Ma negli altri Paesi come funziona?
"Le Sezioni Unite hanno avvertito l’esigenza di sottolineare il fatto che la soluzione adottata è in perfetta armonia con quella di altri ordinamenti giuridici europei e non. La soluzione prospettata è largamente coerente con il quadro della legislazione dei Paesi dell’Unione Europea. […]. La comparazione con alcuni ordinamenti europei (in particolare quello francese e tedesco) evidenzia in particolare, la natura specificamente perequativo-compensativa attribuita all’assegno di divorzio. Ordinamenti tutti che si prefiggono come obiettivo la consacrazione della pari dignità degli ex coniugi. La conferma della centralità del principio di eguaglianza effettiva tra i coniugi trova riscontro effettivo anche nel VII Protocollo addizionale alla Convenzione Europea dei Diritti Umani, nell’articolo 5 che recita ‘I coniugi godono dell’uguaglianza dei diritti e responsabilità di carattere civile tra di essi e nelle loro relazioni con i loro figli riguardo al matrimonio, durante il matrimonio e in caso di suo scioglimento. Principio evoluzione di quanto già contenuto nell’art. 16 della Dichiarazione Universale dei Diritti Umani del 10.12.1948, secondo il quale 'Uomini e donne hanno eguali diritti riguardo al matrimonio, durante il matrimonio e all’atto del suo scioglimento'.

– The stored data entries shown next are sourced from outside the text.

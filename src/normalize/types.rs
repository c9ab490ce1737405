//! Normalized page types

use chrono::NaiveDateTime;

/// One typed cell of a normalized row
#[derive(Debug, Clone, PartialEq)]
pub enum CellValue {
    Null,
    String(String),
    Int32(i32),
    Int64(i64),
    /// Canonical fixed-point text, e.g. `-12.5`
    Decimal(String),
    Bool(bool),
    Timestamp(NaiveDateTime),
}

impl CellValue {
    /// Whether the cell is null
    pub fn is_null(&self) -> bool {
        matches!(self, CellValue::Null)
    }

    /// Text form accepted by a SQL `CAST` to the column's type
    pub fn to_sql_text(&self) -> Option<String> {
        match self {
            CellValue::Null => None,
            CellValue::String(s) | CellValue::Decimal(s) => Some(s.clone()),
            CellValue::Int32(v) => Some(v.to_string()),
            CellValue::Int64(v) => Some(v.to_string()),
            CellValue::Bool(v) => Some(v.to_string()),
            CellValue::Timestamp(v) => Some(v.format("%Y-%m-%d %H:%M:%S%.f").to_string()),
        }
    }
}

/// One page after normalization
#[derive(Debug, Clone, Default, PartialEq)]
pub struct NormalizedPage {
    /// Source page number, `None` for unpaginated requests
    pub page: Option<u32>,
    /// Rows in schema column order
    pub rows: Vec<Vec<CellValue>>,
    /// Non-object array elements that were skipped
    pub skipped_rows: usize,
}

impl NormalizedPage {
    /// Number of normalized rows
    pub fn row_count(&self) -> usize {
        self.rows.len()
    }

    /// Whether the page has no rows to load
    pub fn is_empty(&self) -> bool {
        self.rows.is_empty()
    }
}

In conclusione, da avvocato, che giudizio dà di questa sentenza
"Le Sezioni Unite sono riuscite a dare una risposta calibrata, equitativa, tecnicamente ineccepibile, che tiene conto delle diverse e composite realtà familiari italiane. In buona sostanza, è stato dato un colpo al cerchio e uno alla botte. Coloro che confidavano di poter avere dalle Sezioni Unite una ricetta buona per tutti i casi – parametri oggettivi e granitici cioè, da poter utilizzare in qualsiasi causa di divorzio – non sono stati accontentati. Messo definitivamente in soffitta il vecchio criterio del tenore di vita analogo a quello avuto in costanza di matrimonio, è stato cassato anche quello della sola autosufficienza economica della Sentenza Grilli, perché ritenuto incompleto. Unico soldato lasciato dalla Cassazione sul campo è 'il caso concreto', da analizzarsi attentamente soprattutto alla luce del principio di solidarietà che poggia sul cardine costituzionale della pari dignità dei coniugi, che vige anche dopo lo scioglimento del matrimonio".
Un esempio concreto di cosa cambierà?
"È ipotizzabile che verrà negato l’assegno divorzile al coniuge benestante che non abbia dovuto sacrificare se stesso in nome del matrimonio. Viceversa, al coniuge benestante che abbia contribuito alla formazione del patrimonio comune o personale dell’altro, dovrà essere riconosciuto l’assegno divorzile in forza della sua componente perequativa (e non certo assistenziale, avendo l’istante, nel caso di specie, i mezzi per sostenersi). Così si può immaginare che se il coniuge richiedente l’assegno non ha contribuito alla formazione del patrimonio familiare o personale dell’altro, non gli andrà riconosciuto alcun assegno se economicamente autosufficiente; mentre, se non lo è, gli andrà riconosciuto solo un assegno limitato agli alimenti, in forza della componente assistenziale dello stesso".